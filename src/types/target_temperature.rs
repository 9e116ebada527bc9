// SPDX-License-Identifier: MPL-2.0
// This Source Code Form is subject to the terms of the Mozilla Public
// License, v. 2.0. If a copy of the MPL was not distributed with this
// file, You can obtain one at https://mozilla.org/MPL/2.0/.

//! Target temperature type.
//!
//! The device represents its setpoint as 40 half-degree graduations from
//! 15 °C to 35 °C. This module provides a type-safe representation that is
//! always on that grid.

use std::fmt;

use serde::{Deserialize, Serialize};

use crate::error::ValueError;

/// A thermostat setpoint in °C, constrained to the device range.
///
/// Valid values run from 15.0 to 35.0 °C in 0.5 ° steps.
///
/// # Examples
///
/// ```
/// use termowifi::types::TargetTemperature;
///
/// let target = TargetTemperature::new(21.5).unwrap();
/// assert_eq!(target.celsius(), 21.5);
///
/// // Out-of-range or off-grid values return an error
/// assert!(TargetTemperature::new(40.0).is_err());
/// assert!(TargetTemperature::new(21.3).is_err());
///
/// // Or clamp/snap instead
/// assert_eq!(TargetTemperature::clamped(40.0).celsius(), 35.0);
/// assert_eq!(TargetTemperature::clamped(21.3).celsius(), 21.5);
/// ```
#[derive(Debug, Clone, Copy, PartialEq, PartialOrd, Serialize, Deserialize)]
#[serde(transparent)]
pub struct TargetTemperature(f32);

impl TargetTemperature {
    /// Minimum supported setpoint (15.0 °C).
    pub const MIN: Self = Self(15.0);

    /// Maximum supported setpoint (35.0 °C).
    pub const MAX: Self = Self(35.0);

    /// Setpoint granularity (0.5 °C).
    pub const STEP: f32 = 0.5;

    /// Creates a new target temperature.
    ///
    /// # Errors
    ///
    /// Returns `ValueError::TemperatureOutOfRange` if `celsius` is outside
    /// 15.0–35.0 °C, or `ValueError::TemperatureOffGrid` if it is not a
    /// multiple of 0.5 °C.
    pub fn new(celsius: f32) -> Result<Self, ValueError> {
        if !(Self::MIN.0..=Self::MAX.0).contains(&celsius) {
            return Err(ValueError::TemperatureOutOfRange {
                min: Self::MIN.0,
                max: Self::MAX.0,
                actual: celsius,
            });
        }
        let steps = (celsius - Self::MIN.0) / Self::STEP;
        if (steps - steps.round()).abs() > 1e-4 {
            return Err(ValueError::TemperatureOffGrid(celsius));
        }
        Ok(Self(Self::MIN.0 + steps.round() * Self::STEP))
    }

    /// Creates a target temperature, clamping to the valid range and
    /// snapping to the nearest 0.5 ° step.
    #[must_use]
    pub fn clamped(celsius: f32) -> Self {
        let clamped = celsius.clamp(Self::MIN.0, Self::MAX.0);
        let steps = ((clamped - Self::MIN.0) / Self::STEP).round();
        Self(Self::MIN.0 + steps * Self::STEP)
    }

    /// Returns the setpoint in °C.
    #[must_use]
    pub const fn celsius(&self) -> f32 {
        self.0
    }
}

impl fmt::Display for TargetTemperature {
    fn fmt(&self, f: &mut fmt::Formatter<'_>) -> fmt::Result {
        write!(f, "{:.1} °C", self.0)
    }
}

◆ ACTIVITY
Exactly the lines from the one containing "granularity (0.5 °C)." through the last line of the records are to be transcribed, both endpoints included.

◆ EXPECTED OUTPUT
    /// Setpoint granularity (0.5 °C).
    pub const STEP: f32 = 0.5;

    /// Creates a new target temperature.
    ///
    /// # Errors
    ///
    /// Returns `ValueError::TemperatureOutOfRange` if `celsius` is outside
    /// 15.0–35.0 °C, or `ValueError::TemperatureOffGrid` if it is not a
    /// multiple of 0.5 °C.
    pub fn new(celsius: f32) -> Result<Self, ValueError> {
        if !(Self::MIN.0..=Self::MAX.0).contains(&celsius) {
            return Err(ValueError::TemperatureOutOfRange {
                min: Self::MIN.0,
                max: Self::MAX.0,
                actual: celsius,
            });
        }
        let steps = (celsius - Self::MIN.0) / Self::STEP;
        if (steps - steps.round()).abs() > 1e-4 {
            return Err(ValueError::TemperatureOffGrid(celsius));
        }
        Ok(Self(Self::MIN.0 + steps.round() * Self::STEP))
    }

    /// Creates a target temperature, clamping to the valid range and
    /// snapping to the nearest 0.5 ° step.
    #[must_use]
    pub fn clamped(celsius: f32) -> Self {
        let clamped = celsius.clamp(Self::MIN.0, Self::MAX.0);
        let steps = ((clamped - Self::MIN.0) / Self::STEP).round();
        Self(Self::MIN.0 + steps * Self::STEP)
    }

    /// Returns the setpoint in °C.
    #[must_use]
    pub const fn celsius(&self) -> f32 {
        self.0
    }
}

impl fmt::Display for TargetTemperature {
    fn fmt(&self, f: &mut fmt::Formatter<'_>) -> fmt::Result {
        write!(f, "{:.1} °C", self.0)
    }
}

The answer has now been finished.